Comparing profiles with each other especially when it comes to Field Level Security can be boring, time consuming and, to be honest, quite annoying if you don’t have any tools to help you with this process. In addition to this if you are planning a significant number of profile changes, it is better to do them in a sandbox first, test that all your changes are correct and then deploy them to production. But have you ever tried deploying profile changes from a sandbox to production? If yes, then you probably noticed that you have to include all components access to which you changed in profiles into a change set. If this is not done, your changes will not be copied to production correctly. All this increases both amount of work required and a possibility of making a mistake.

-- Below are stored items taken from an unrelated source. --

use anyhow::Result;
use notification_relay::{
    clients::{sender::NotificationSender, sms::TwilioSender},
    config::Config,
    error::DeliveryError,
    models::message::DeliveryTask,
};
use serde_json::json;
use wiremock::{
    Mock, MockServer, ResponseTemplate,
    matchers::{body_string_contains, header_exists, method, path},
};

fn twilio_config(server: &MockServer) -> Result<Config> {
    Config::from_iter(vec![
        ("TWILIO_ACCOUNT_SID".to_string(), "AC123".to_string()),
        ("TWILIO_AUTH_TOKEN".to_string(), "secret".to_string()),
        ("TWILIO_PHONE_NUMBER".to_string(), "+15550000".to_string()),
        ("TWILIO_API_BASE".to_string(), server.uri()),
    ])
}

/// Test: A 201 from Twilio is a successful send with the form fields set
#[tokio::test]
async fn test_twilio_success() -> Result<()> {
    let server = MockServer::start().await;
    Mock::given(method("POST"))
        .and(path("/2010-04-01/Accounts/AC123/Messages.json"))
        .and(header_exists("authorization"))
        .and(body_string_contains("To=%2B15550100"))
        .and(body_string_contains("From=%2B15550000"))
        .and(body_string_contains("Body=code+1234"))
        .respond_with(ResponseTemplate::new(201).set_body_json(json!({"sid": "SM1"})))
        .expect(1)
        .mount(&server)
        .await;

    let sender = TwilioSender::new(&twilio_config(&server)?);
    let task = DeliveryTask::new(1, "+15550100".into(), "code 1234".into());

    sender.send(&task).await?;

    Ok(())
}

/// Test: A 2xx with an unexpected body is still a successful send
#[tokio::test]
async fn test_twilio_accepted_with_unreadable_body() -> Result<()> {
    let server = MockServer::start().await;
    Mock::given(method("POST"))
        .respond_with(ResponseTemplate::new(201).set_body_string("queued"))
        .expect(1)
        .mount(&server)
        .await;

    let sender = TwilioSender::new(&twilio_config(&server)?);
    let task = DeliveryTask::new(1, "+15550100".into(), "hi".into());

    sender.send(&task).await?;

    Ok(())
}

/// Test: A Twilio error response is a provider failure carrying the message
#[tokio::test]
async fn test_twilio_error_is_delivery_failure() -> Result<()> {
    let server = MockServer::start().await;
    Mock::given(method("POST"))
        .respond_with(ResponseTemplate::new(400).set_body_json(json!({
            "code": 21211,
            "message": "The 'To' number is not a valid phone number."
        })))
        .mount(&server)
        .await;

    let sender = TwilioSender::new(&twilio_config(&server)?);
    let task = DeliveryTask::new(1, "nope".into(), "hi".into());

    let err = sender.send(&task).await.unwrap_err();

    match err {
        DeliveryError::Provider(detail) => {
            assert!(detail.contains("21211"), "detail: {}", detail);
        }
        other => panic!("unexpected error: {:?}", other),
    }

    Ok(())
}

/// Test: A server error without a JSON body is still a failure
#[tokio::test]
async fn test_twilio_server_error() -> Result<()> {
    let server = MockServer::start().await;
    Mock::given(method("POST"))
        .respond_with(ResponseTemplate::new(503))
        .mount(&server)
        .await;

    let sender = TwilioSender::new(&twilio_config(&server)?);
    let task = DeliveryTask::new(1, "+15550100".into(), "hi".into());

    assert!(matches!(
        sender.send(&task).await,
        Err(DeliveryError::Provider(_))
    ));

    Ok(())
}
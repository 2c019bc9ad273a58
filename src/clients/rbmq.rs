use anyhow::{Error, Result, anyhow};
use async_trait::async_trait;
use futures_util::{Stream, StreamExt};
use lapin::{
    BasicProperties, Channel, Connection, ConnectionProperties, Consumer,
    options::{
        BasicAckOptions, BasicConsumeOptions, BasicNackOptions, BasicPublishOptions,
        BasicQosOptions, BasicRejectOptions, QueueDeclareOptions,
    },
    types::FieldTable,
};
use tracing::{debug, info};

use crate::{
    clients::{
        broker::{ConsumedMessage, MessageBroker},
        connector::RetryConnector,
    },
    config::Config,
    models::message::DeliveryTask,
};

/// One connection and one channel per process, shared by publishing and
/// consuming.
pub struct RabbitMqClient {
    connection: Connection,
    channel: Channel,
}

impl RabbitMqClient {
    /// Connects with the shared retry connector, then declares every queue
    /// this process role needs. Fails only after all attempts are used up.
    pub async fn connect(config: &Config) -> Result<Self, Error> {
        let mut connector = RetryConnector::new(
            "rabbitmq",
            config.connect_max_attempts,
            config.connect_retry_delay(),
        );

        let client = connector
            .connect(|| Self::open(&config.rabbitmq_url, config.prefetch_count))
            .await?;

        for queue in config.queues_to_declare() {
            client.declare_queue(&queue).await?;
        }

        Ok(client)
    }

    async fn open(url: &str, prefetch_count: u16) -> Result<Self, Error> {
        let connection = Connection::connect(url, ConnectionProperties::default())
            .await
            .map_err(|e| anyhow!("Failed to connect to RabbitMQ: {}", e))?;

        let channel = connection
            .create_channel()
            .await
            .map_err(|e| anyhow!("RabbitMQ channel creation failed: {}", e))?;

        channel
            .basic_qos(prefetch_count, BasicQosOptions::default())
            .await
            .map_err(|e| anyhow!("Failed to set up QoS: {}", e))?;

        debug!(prefetch_count, "RabbitMQ channel ready");

        Ok(Self {
            connection,
            channel,
        })
    }

    /// Durable declare; safe to repeat for an existing queue.
    pub async fn declare_queue(&self, queue: &str) -> Result<(), Error> {
        self.channel
            .queue_declare(
                queue,
                QueueDeclareOptions {
                    durable: true,
                    ..Default::default()
                },
                FieldTable::default(),
            )
            .await
            .map_err(|e| anyhow!("Failed to declare queue {}: {}", queue, e))?;

        info!(queue, "Queue declared");

        Ok(())
    }

    pub async fn create_consumer(&self, queue: &str, consumer_tag: &str) -> Result<Consumer, Error> {
        let consumer = self
            .channel
            .basic_consume(
                queue,
                consumer_tag,
                BasicConsumeOptions::default(),
                FieldTable::default(),
            )
            .await
            .map_err(|e| anyhow!("Failed to create consumer: {}", e))?;

        info!(queue, consumer_tag, "Consumer created for queue");

        Ok(consumer)
    }

    /// Consumer deliveries as settle-able messages. Consumer errors are passed
    /// through so the worker can stop.
    pub fn messages(consumer: Consumer) -> impl Stream<Item = Result<ConsumedMessage>> {
        consumer.map(|delivery| {
            delivery
                .map(|delivery| ConsumedMessage {
                    delivery_tag: delivery.delivery_tag,
                    payload: delivery.data,
                })
                .map_err(|e| anyhow!("RabbitMQ consumer failed: {}", e))
        })
    }

    pub async fn close(&self) -> Result<(), Error> {
        self.connection
            .close(200, "shutdown")
            .await
            .map_err(|e| anyhow!("Failed to close RabbitMQ connection: {}", e))
    }
}

#[async_trait]
impl MessageBroker for RabbitMqClient {
    async fn publish(&self, queue: &str, task: &DeliveryTask) -> Result<()> {
        let payload = serde_json::to_vec(task)?;

        self.channel
            .basic_publish(
                "",
                queue,
                BasicPublishOptions::default(),
                &payload,
                BasicProperties::default()
                    .with_content_type("application/json".into())
                    .with_delivery_mode(2),
            )
            .await
            .map_err(|e| anyhow!("Failed to publish message to {}: {}", queue, e))?;

        Ok(())
    }

    async fn acknowledge(&self, delivery_tag: u64) -> Result<()> {
        self.channel
            .basic_ack(delivery_tag, BasicAckOptions::default())
            .await
            .map_err(|e| anyhow!("Failed to acknowledge message: {}", e))?;

        Ok(())
    }

    async fn requeue(&self, delivery_tag: u64) -> Result<()> {
        self.channel
            .basic_nack(
                delivery_tag,
                BasicNackOptions {
                    multiple: false,
                    requeue: true,
                },
            )
            .await
            .map_err(|e| anyhow!("Failed to nack message: {}", e))?;

        Ok(())
    }

    async fn reject(&self, delivery_tag: u64) -> Result<()> {
        self.channel
            .basic_reject(delivery_tag, BasicRejectOptions { requeue: false })
            .await
            .map_err(|e| anyhow!("Failed to reject message: {}", e))?;

        Ok(())
    }

    fn is_connected(&self) -> bool {
        self.connection.status().connected() && self.channel.status().connected()
    }
}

That’s when I realized how helpful Force.com IDE can be. Once you bring Profiles metadata into Force.com IDE it allows you to easily see differences between profiles and fix profile permissions. Force.com IDE also simplifies a process of deploying profile changes to a sandbox and then to production.
Let’s look at an example.
I have created a project called Profiles. It includes all metadata components (apart from reports and dashboards). Including all metadata components allows me to fix any Profile permission. If I were only interested in field level security, for example, it would be enough to include just ‘profiles’ and ‘objects’ component types.
I can see three profiles that might be very similar to each other: ‘Sales User – APAC’, ‘Sales User – EMEA’ and ‘Sales User – NASA’. I need to compare them, if the differences are not significant, delete two of them and fix permissions in the remaining one. Depending on the number and type of these differences I may want to move some of them into permission sets (which can also be done using Force.com IDE to save time).
Highlight both ‘Sales User – APAC’ and ‘Sales User – EMEA’ Profiles -> right click and select Compare With -> Each Other.
Both profiles will open with differences being highlighted.
You can use Next Difference and Previous Difference arrows to review profile differences.
My comparison shows that there is only a small number of differences between ‘Sales User – APAC’ and ‘Sales User – EMEA’ profiles. When I repeat the process for ‘Sales User – EMEA’ and ‘Sales User – NASA’, I can see that there are not many differences between them either. As a result I can keep a ‘Sales User – NASA’ profile and delete remaining two.
Fix Profile Permissions
Due to data security reasons I also want to make sure that users with ‘Sales User – NASA’ profile cannot export Salesforce reports. Right now they have this permission.
To change profile permissions double-click a Profile name to open an .xml file with its metadata.
Opened file contains information about ‘Sales User – NASA’ profile permissions.
Use CTRL + F to find ‘ExportReport’ permission. As you can see, this permission is currently set to True.
Change ‘true’ to ‘false’ and click CTRL + S to save your changes locally on your PC.
Then right click a Profile name -> Force.com -> Save to Server.
Once the operation is completed open a profile in Salesforce to see the changes.
If your project is linked to a sandbox and not to production, you still need to copy changes to production once the testing is completed. To do it click on the name of the profile (or on ‘profiles’ folder to save all changes in one go) -> select Force.com -> Deploy to Server -> enter username, password and security token (if exists) for your production org and follow the completion steps.
Now your changes have been saved into both a sandbox and production.
Important! Always check the Problems tab (if there are any issues with your files, no changes will be saved to Salesforce) and spot check metadata you are changing in Salesforce.